Question

Factorise the expression \[2{x^2} + 5x - 3 = 0\].

Answer 1

Hint: Factorisation is the process in which an expression is broken up into numbers which in turn can be multiplied to get the original expression.

Complete step by step solution:
For any quadratic equation we always have two probable solutions for \[x\]. To factorise the above quadratic try to find any two numbers which when multiplied will be equal to the constant value \[ac\], and when subtracted (in this case, or added if the sign before the constant \[c\] is ‘\[ + \]’) will be equal to \[b\].
Here in this sum \[a = 2,\] \[b = 5\], \[c = 3\], \[ac = 6\] . Factorise \[6\] and try to find the required number.

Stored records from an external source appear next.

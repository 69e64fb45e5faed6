use axum::{
    Json,
    http::StatusCode,
    response::{IntoResponse, Response},
};
use serde_json::json;
use thiserror::Error;

/// DataAccessError
///
/// Failures raised by the persistence layer. Never retried; the HTTP layer decides how much
/// of it the caller gets to see (nothing, for query failures).
#[derive(Debug, Error)]
pub enum DataAccessError {
    #[error("query failed: {0}")]
    Query(#[from] sqlx::Error),

    #[error("store unavailable: {0}")]
    Unavailable(String),

    #[error("constraint violated: {0}")]
    Constraint(String),
}

impl DataAccessError {
    /// Sorts a raw sqlx error into a constraint violation (caller's fault, 409)
    /// or a query failure (ours, 500).
    pub fn classify(err: sqlx::Error) -> Self {
        if let Some(db_err) = err.as_database_error() {
            if db_err.is_unique_violation() || db_err.is_foreign_key_violation() {
                return DataAccessError::Constraint(db_err.message().to_string());
            }
        }
        DataAccessError::Query(err)
    }
}

/// AppError
///
/// The error taxonomy exposed over HTTP. Every handler returns `Result<_, AppError>`.
#[derive(Debug, Error)]
pub enum AppError {
    #[error(transparent)]
    DataAccess(#[from] DataAccessError),

    #[error("{0} not found")]
    NotFound(&'static str),

    #[error("forbidden")]
    Forbidden,

    #[error("{0}")]
    BadRequest(String),
}

impl IntoResponse for AppError {
    fn into_response(self) -> Response {
        let (status, message) = match &self {
            AppError::DataAccess(DataAccessError::Constraint(detail)) => {
                tracing::warn!("constraint violation: {}", detail);
                (
                    StatusCode::CONFLICT,
                    "Request conflicts with existing data".to_string(),
                )
            }
            AppError::DataAccess(err) => {
                // Detail stays in the logs.
                tracing::error!("data access error: {:?}", err);
                (
                    StatusCode::INTERNAL_SERVER_ERROR,
                    "Internal server error".to_string(),
                )
            }
            AppError::NotFound(_) => (StatusCode::NOT_FOUND, self.to_string()),
            AppError::Forbidden => (StatusCode::FORBIDDEN, "Forbidden".to_string()),
            AppError::BadRequest(reason) => (StatusCode::BAD_REQUEST, reason.clone()),
        };

        (status, Json(json!({ "error": message }))).into_response()
    }
}
mod common;

use async_trait::async_trait;
use common::{ADMIN_ROLE, seeded_repo, state_with};
use movieflow::{
    MemoryRepository, create_router,
    dashboard::{
        AuthContext, ClientError, Content, Dashboard, FileStore, HttpMenuSource, KeyValueStore,
        LoadPhase, MemoryStore, MenuSource, NavigationState, Panel, StaticSession,
        SubmoduleView, ViewRegistry, ViewSlot,
        store::{ADMIN_ID_KEY, EXPANDED_MODULE_KEY, SELECTED_SUBMODULE_KEY},
        title_case,
        views::PLACEHOLDER_TEXT,
    },
    models::{Module, SessionUser, Submodule},
};
use serde_json::json;
use std::{
    collections::HashMap,
    sync::{
        Arc,
        atomic::{AtomicUsize, Ordering},
    },
};
use tokio::{net::TcpListener, sync::Notify};

// --- Menu Sources ---

/// Serves canned menus per role and counts calls.
#[derive(Default)]
struct StubSource {
    menus: HashMap<i32, Vec<Module>>,
    fail: bool,
    calls: AtomicUsize,
}

impl StubSource {
    fn with(role_id: i32, menu: Vec<Module>) -> Self {
        let mut source = Self::default();
        source.menus.insert(role_id, menu);
        source
    }
}

#[async_trait]
impl MenuSource for StubSource {
    async fn fetch_menu(&self, role_id: i32) -> Result<Vec<Module>, ClientError> {
        self.calls.fetch_add(1, Ordering::SeqCst);
        if self.fail {
            return Err(ClientError::Status(500));
        }
        Ok(self.menus.get(&role_id).cloned().unwrap_or_default())
    }
}

/// Fetches for `slow_role` park until released; every other role answers at once.
struct GatedSource {
    slow_role: i32,
    gate: Arc<Notify>,
    inner: StubSource,
}

#[async_trait]
impl MenuSource for GatedSource {
    async fn fetch_menu(&self, role_id: i32) -> Result<Vec<Module>, ClientError> {
        if role_id == self.slow_role {
            self.gate.notified().await;
        }
        self.inner.fetch_menu(role_id).await
    }
}

// --- Fixtures ---

fn module(id: i32, name: &str, submodules: &[(i32, &str)]) -> Module {
    Module {
        id,
        name: name.to_string(),
        icon: format!("fa-{}", name),
        submodules: submodules
            .iter()
            .map(|(id, name)| Submodule {
                id: *id,
                name: name.to_string(),
                icon: format!("fa-{}", name),
            })
            .collect(),
    }
}

fn admin_menu() -> Vec<Module> {
    vec![
        module(1, "usuarios", &[(10, "registrar_usuarios"), (11, "asignacion_de_modulos")]),
        module(2, "catalogo", &[(20, "peliculas"), (21, "categorias")]),
        module(5, "reportes", &[(50, "reportes_avanzados")]),
    ]
}

async fn mounted(
    store: MemoryStore,
    source: StubSource,
) -> Dashboard<MemoryStore, StaticSession> {
    let mut dashboard = Dashboard::new(
        store,
        StaticSession::signed_in(1, ADMIN_ROLE),
        Arc::new(source),
    );
    dashboard.mount().await;
    dashboard
}

// --- Navigation ---

#[test]
fn test_toggle_twice_is_identity() {
    let start = NavigationState::default();
    assert_eq!(start.toggle_module(3).toggle_module(3), start);
}

#[test]
fn test_toggle_other_module_drops_selection() {
    let state = NavigationState::default()
        .toggle_module(1)
        .select_submodule(10)
        .toggle_module(2);
    assert_eq!(state.expanded_module_id, Some(2));
    assert_eq!(state.selected_submodule_id, None);
}

#[tokio::test]
async fn test_toggle_twice_restores_memory_and_storage() {
    let mut dashboard = mounted(MemoryStore::new(), StubSource::with(ADMIN_ROLE, admin_menu())).await;
    let nav_before = dashboard.navigation();
    let store_before = dashboard.store().clone();

    dashboard.toggle_module(1);
    assert_eq!(dashboard.store().get(EXPANDED_MODULE_KEY).as_deref(), Some("1"));
    dashboard.toggle_module(1);

    assert_eq!(dashboard.navigation(), nav_before);
    assert_eq!(dashboard.store(), &store_before);
}

#[tokio::test]
async fn test_switching_module_clears_selection_everywhere() {
    let mut dashboard = mounted(MemoryStore::new(), StubSource::with(ADMIN_ROLE, admin_menu())).await;

    dashboard.toggle_module(1);
    dashboard.select_submodule(10);
    assert_eq!(dashboard.store().get(SELECTED_SUBMODULE_KEY).as_deref(), Some("10"));

    dashboard.toggle_module(2);

    assert_eq!(dashboard.navigation().selected_submodule_id, None);
    assert_eq!(dashboard.store().get(SELECTED_SUBMODULE_KEY), None);
    assert_eq!(dashboard.store().get(EXPANDED_MODULE_KEY).as_deref(), Some("2"));
}

#[tokio::test]
async fn test_expanded_module_survives_reload() {
    let mut dashboard = mounted(MemoryStore::new(), StubSource::with(ADMIN_ROLE, admin_menu())).await;
    dashboard.toggle_module(5);
    let store = dashboard.into_store();

    let reloaded = mounted(store, StubSource::with(ADMIN_ROLE, admin_menu())).await;

    assert_eq!(reloaded.navigation().expanded_module_id, Some(5));
    assert_eq!(reloaded.phase(), &LoadPhase::Ready);
}

#[tokio::test]
async fn test_stale_and_malformed_ids_are_dropped() {
    let mut store = MemoryStore::new();
    store.set(EXPANDED_MODULE_KEY, "99");
    store.set(SELECTED_SUBMODULE_KEY, "not-a-number");

    let dashboard = mounted(store, StubSource::with(ADMIN_ROLE, admin_menu())).await;

    assert_eq!(dashboard.navigation(), NavigationState::default());
    assert_eq!(dashboard.store().get(EXPANDED_MODULE_KEY), None);
    assert_eq!(dashboard.store().get(SELECTED_SUBMODULE_KEY), None);
}

#[tokio::test]
async fn test_selection_outside_expanded_module_is_dropped() {
    let mut store = MemoryStore::new();
    store.set(EXPANDED_MODULE_KEY, "1");
    store.set(SELECTED_SUBMODULE_KEY, "20");

    let dashboard = mounted(store, StubSource::with(ADMIN_ROLE, admin_menu())).await;

    assert_eq!(dashboard.navigation().expanded_module_id, Some(1));
    assert_eq!(dashboard.navigation().selected_submodule_id, None);
    assert_eq!(dashboard.store().get(SELECTED_SUBMODULE_KEY), None);
}

// --- Rendering ---

#[tokio::test]
async fn test_single_grant_scenario_mounts_registration_view() {
    let menu: Vec<Module> = serde_json::from_value(json!([{
        "id": 1,
        "name": "usuarios",
        "icon": "fa-users",
        "submodulos": [{ "id": 10, "name": "registrar_usuarios", "icon": "fa-user-plus" }]
    }]))
    .unwrap();

    let mut dashboard = Dashboard::new(
        MemoryStore::new(),
        StaticSession::signed_in(8, 2),
        Arc::new(StubSource::with(2, menu)),
    );
    dashboard.mount().await;
    assert_eq!(dashboard.store().get(ADMIN_ID_KEY).as_deref(), Some("8"));

    let screen = dashboard.render();
    assert_eq!(screen.content, Content::Welcome);
    assert!(screen.sidebar[0].children.is_empty(), "collapsed by default");

    dashboard.toggle_module(1);
    let screen = dashboard.render();
    assert!(screen.sidebar[0].expanded);
    assert_eq!(screen.sidebar[0].title, "Usuarios");
    assert_eq!(screen.sidebar[0].children[0].title, "Registrar Usuarios");

    dashboard.select_submodule(10);
    match dashboard.render().content {
        Content::View { submodule, panel } => {
            assert_eq!(submodule, "registrar_usuarios");
            assert_eq!(panel.title, "Registrar Usuarios");
            assert!(panel.body.contains(&"Administrator: 8".to_string()));
        }
        other => panic!("expected the registration view, got {:?}", other),
    }
}

#[tokio::test]
async fn test_unmapped_submodule_renders_placeholder() {
    let mut dashboard = mounted(MemoryStore::new(), StubSource::with(ADMIN_ROLE, admin_menu())).await;
    dashboard.toggle_module(5);
    dashboard.select_submodule(50);

    let screen = dashboard.render();
    assert_eq!(
        screen.content,
        Content::Placeholder(Panel {
            title: "Reportes Avanzados".to_string(),
            body: vec![PLACEHOLDER_TEXT.to_string()],
        })
    );
    assert!(screen.to_string().contains("This view has no content assigned yet."));
}

#[tokio::test]
async fn test_fetch_failure_shows_error_with_empty_menu() {
    let source = StubSource {
        fail: true,
        ..StubSource::default()
    };
    let dashboard = mounted(MemoryStore::new(), source).await;

    assert!(dashboard.modules().is_empty());
    assert!(matches!(dashboard.phase(), LoadPhase::Error(_)));
    let screen = dashboard.render();
    assert!(matches!(screen.content, Content::Failed { .. }));
    assert!(screen.to_string().contains("status 500"));
}

#[test]
fn test_title_case() {
    assert_eq!(title_case("registrar_usuarios"), "Registrar Usuarios");
    assert_eq!(title_case("asignacion_de_modulos"), "Asignacion De Modulos");
    assert_eq!(title_case("reportes"), "Reportes");
    assert_eq!(title_case(""), "");
}

struct EchoView;

impl SubmoduleView for EchoView {
    fn render(&self, admin_id: Option<i32>) -> Panel {
        Panel {
            title: "Echo".to_string(),
            body: vec![format!("{:?}", admin_id)],
        }
    }
}

#[test]
fn test_registry_lookup() {
    let registry = ViewRegistry::standard().register("peliculas", EchoView);

    assert!(registry.resolve("registrar_usuarios").is_mapped());
    assert!(registry.resolve("asignacion_de_modulos").is_mapped());
    assert_eq!(registry.resolve("peliculas").render(Some(3)).body, vec!["Some(3)"]);

    match registry.resolve("reportes_avanzados") {
        ViewSlot::Unmapped { title } => assert_eq!(title, "Reportes Avanzados"),
        ViewSlot::Mapped(_) => panic!("reportes_avanzados has no view"),
    }
}

// --- Session ---

#[tokio::test]
async fn test_admin_identity_falls_back_to_store() {
    let mut store = MemoryStore::new();
    store.set(ADMIN_ID_KEY, "3");

    let mut dashboard = Dashboard::new(
        store,
        StaticSession::anonymous(),
        Arc::new(StubSource::default()),
    );
    dashboard.mount().await;

    assert_eq!(dashboard.admin_identity(), Some(3));
    assert_eq!(dashboard.phase(), &LoadPhase::Idle);
}

#[tokio::test]
async fn test_logout_clears_everything() {
    let mut store = MemoryStore::new();
    store.set("unrelated", "value");
    let mut dashboard = mounted(store, StubSource::with(ADMIN_ROLE, admin_menu())).await;
    dashboard.toggle_module(1);
    dashboard.select_submodule(10);

    dashboard.logout();

    assert!(dashboard.store().is_empty());
    assert_eq!(dashboard.auth().user(), None);
    assert_eq!(dashboard.navigation(), NavigationState::default());
    assert!(dashboard.modules().is_empty());
    assert_eq!(dashboard.phase(), &LoadPhase::Idle);
    assert_eq!(dashboard.admin_identity(), None);
}

// --- Fetch lifecycle ---

#[tokio::test]
async fn test_role_change_discards_superseded_fetch() {
    let gate = Arc::new(Notify::new());
    let mut inner = StubSource::with(1, admin_menu());
    inner.menus.insert(2, vec![module(2, "catalogo", &[(20, "peliculas")])]);
    let source = GatedSource {
        slow_role: 1,
        gate: gate.clone(),
        inner,
    };

    let mut dashboard = Dashboard::new(
        MemoryStore::new(),
        StaticSession::signed_in(1, 1),
        Arc::new(source),
    );

    dashboard.sync_session();
    let stale = dashboard.in_flight().expect("role 1 fetch started");
    assert_eq!(dashboard.phase(), &LoadPhase::Loading { role_id: 1 });

    dashboard
        .auth_mut()
        .switch_user(Some(SessionUser { id: 1, role_id: 2 }));
    dashboard.sync_session();
    let current = dashboard.in_flight().expect("role 2 fetch started");
    assert!(current.generation > stale.generation);

    dashboard.settle().await;
    assert_eq!(dashboard.modules().len(), 1);
    assert_eq!(dashboard.modules()[0].name, "catalogo");

    // A late answer for role 1 changes nothing.
    assert!(!dashboard.apply(stale, Ok(admin_menu())));
    assert_eq!(dashboard.modules()[0].name, "catalogo");
    assert_eq!(dashboard.phase(), &LoadPhase::Ready);
    gate.notify_waiters();
}

#[tokio::test]
async fn test_same_role_does_not_refetch() {
    let source = Arc::new(StubSource::with(ADMIN_ROLE, admin_menu()));
    let mut dashboard = Dashboard::new(
        MemoryStore::new(),
        StaticSession::signed_in(1, ADMIN_ROLE),
        source.clone(),
    );

    dashboard.mount().await;
    dashboard.sync_session();
    dashboard.settle().await;

    assert_eq!(source.calls.load(Ordering::SeqCst), 1);
}

#[tokio::test]
async fn test_logout_aborts_in_flight_fetch() {
    let gate = Arc::new(Notify::new());
    let source = GatedSource {
        slow_role: 1,
        gate: gate.clone(),
        inner: StubSource::with(1, admin_menu()),
    };
    let mut dashboard = Dashboard::new(
        MemoryStore::new(),
        StaticSession::signed_in(1, 1),
        Arc::new(source),
    );

    dashboard.sync_session();
    let ticket = dashboard.in_flight().expect("fetch started");

    dashboard.logout();
    assert_eq!(dashboard.in_flight(), None);

    assert!(!dashboard.apply(ticket, Ok(admin_menu())));
    assert!(dashboard.modules().is_empty());
}

// --- Stores and sources ---

#[test]
fn test_file_store_persists_between_opens() {
    let path = std::env::temp_dir().join(format!("movieflow-dashboard-{}.json", std::process::id()));
    let _ = std::fs::remove_file(&path);

    let mut store = FileStore::open(&path);
    store.set(EXPANDED_MODULE_KEY, "2");
    store.set(ADMIN_ID_KEY, "1");
    store.remove(ADMIN_ID_KEY);

    let reopened = FileStore::open(&path);
    assert_eq!(reopened.get(EXPANDED_MODULE_KEY).as_deref(), Some("2"));
    assert_eq!(reopened.get(ADMIN_ID_KEY), None);

    std::fs::write(&path, "{ not json").unwrap();
    let recovered = FileStore::open(&path);
    assert_eq!(recovered.get(EXPANDED_MODULE_KEY), None);

    let _ = std::fs::remove_file(&path);
}

async fn serve(repo: Arc<MemoryRepository>) -> String {
    let listener = TcpListener::bind("127.0.0.1:0")
        .await
        .expect("Failed to bind port");
    let port = listener.local_addr().unwrap().port();
    let router = create_router(state_with(repo));

    tokio::spawn(async move {
        axum::serve(listener, router).await.unwrap();
    });

    format!("http://127.0.0.1:{}", port)
}

#[tokio::test]
async fn test_http_source_reads_menu_endpoint() {
    let fixture = seeded_repo().await;
    let address = serve(fixture.repo.clone()).await;

    let source = HttpMenuSource::new(format!("{}/", address));
    let menu = source.fetch_menu(ADMIN_ROLE).await.unwrap();

    assert_eq!(menu.len(), 2);
    assert_eq!(menu[0].submodules[0].name, "registrar_usuarios");
}

#[tokio::test]
async fn test_http_source_reports_status() {
    let address = serve(Arc::new(MemoryRepository::failing())).await;

    let result = HttpMenuSource::new(address).fetch_menu(1).await;
    assert!(matches!(result, Err(ClientError::Status(500))));
}
use crate::{AppState, handlers};
use axum::{Router, routing::get};

/// Public Router Module
///
/// Unauthenticated, read-only endpoints: the role menu the dashboard loads on mount and
/// the movie catalog with its lookup tables.
pub fn public_routes() -> Router<AppState> {
    Router::new()
        // GET /
        // Banner confirming the API is up.
        .route("/", get(|| async { "MovieFlow API is running" }))
        // GET /health
        // Liveness probe for load balancers.
        .route("/health", get(|| async { "ok" }))
        // GET /api/menu/{role_id}
        // The navigation tree granted to a role.
        .route("/api/menu/{role_id}", get(handlers::menu::get_menu))
        // GET /api/peliculas?category_id=..&classification_id=..&search=..
        .route("/api/peliculas", get(handlers::movies::list_movies))
        .route("/api/peliculas/{id}", get(handlers::movies::get_movie))
        // GET /api/{roles|estados|categorias|clasificaciones}[/{id}]
        // Lookup tables. Static /api routes above take precedence over the catalog segment.
        .route("/api/{catalog}", get(handlers::catalog::list_records))
        .route("/api/{catalog}/{id}", get(handlers::catalog::get_record))
}
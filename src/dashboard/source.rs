use crate::models::Module;
use async_trait::async_trait;
use thiserror::Error;

/// ClientError
///
/// Why the dashboard could not load its menu.
#[derive(Debug, Error)]
pub enum ClientError {
    #[error("network error: {0}")]
    Network(#[from] reqwest::Error),

    #[error("menu service responded with status {0}")]
    Status(u16),

    #[error("menu fetch was cancelled")]
    Cancelled,

    #[error("menu fetch task failed: {0}")]
    Task(String),
}

/// MenuSource
///
/// Where the dashboard gets its navigation tree from.
#[async_trait]
pub trait MenuSource: Send + Sync {
    async fn fetch_menu(&self, role_id: i32) -> Result<Vec<Module>, ClientError>;
}

/// HttpMenuSource
///
/// Calls `GET {base_url}/api/menu/{role_id}`. No retries; timeouts are reqwest's defaults.
#[derive(Clone)]
pub struct HttpMenuSource {
    client: reqwest::Client,
    base_url: String,
}

impl HttpMenuSource {
    pub fn new(base_url: impl Into<String>) -> Self {
        Self {
            client: reqwest::Client::new(),
            base_url: base_url.into().trim_end_matches('/').to_string(),
        }
    }
}

#[async_trait]
impl MenuSource for HttpMenuSource {
    async fn fetch_menu(&self, role_id: i32) -> Result<Vec<Module>, ClientError> {
        let url = format!("{}/api/menu/{}", self.base_url, role_id);
        let response = self.client.get(&url).send().await?;

        if !response.status().is_success() {
            return Err(ClientError::Status(response.status().as_u16()));
        }

        Ok(response.json::<Vec<Module>>().await?)
    }
}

Observe that \[6\] when multiplied by \[1\] equals \[6\]and \[1\] when subtracted from \[6\] gives \[5\] that is equal to \[b\].
Hence both the numbers are \[1\] and \[6\]. Now express \[b\] as the difference of the two numbers as shown:
\[\therefore \] \[2{x^2} + 5x - 3\] \[ = \] \[2{x^2} + 6x - x - 3\]
Take out the common factor from the first two terms and last two terms respectively:
\[ = \] \[2x\left( {x + 3} \right) - 1\left( {x + 3} \right)\]
Again take out the common factor:
\[ = \] \[\left( {x + 3} \right)\left( {2x - 1} \right)\]
To find out the factors, we equate \[\left( {x + 3} \right) = 0\] and \[\left( {2x - 1} \right) = 0\]
\[ \Rightarrow \left( {2x - 1} \right) = 0\] or \[\left( {x + 3} \right) = 0\]
\[ \Rightarrow x = \dfrac{1}{2}\] or \[x = - 3\]

Additional Information:
Any equation of the form \[a{x^2} + bx + c = 0\], \[a \ne 0\], where \[a,b,c\] are constants and \[x\] is a variable is known as a quadratic equation.
Here, \[{b^2} - 4ac\] is called the discriminant \[D\], of the quadratic equation.
For any quadratic equation:
If \[D > 0\], roots are real and unequal.
If \[D = 0\], roots are real and equal.
If \[D < 0\], roots are imaginary.

Note: Be careful about the sign in form of the constant \[c\]. Sometimes the product of \[ac\] may have some factors which when added gives \[b\] and there may be two factors which when subtracted also gives\[b\]. In that case the numbers must be chosen based on the operation that needs to be performed depending upon the plus or minus sign before. If it is a \[' + '\] sign then we choose the numbers which when added gives \[b\], if it is \[' - '\] then we choose the numbers which when subtracted gives \[b\].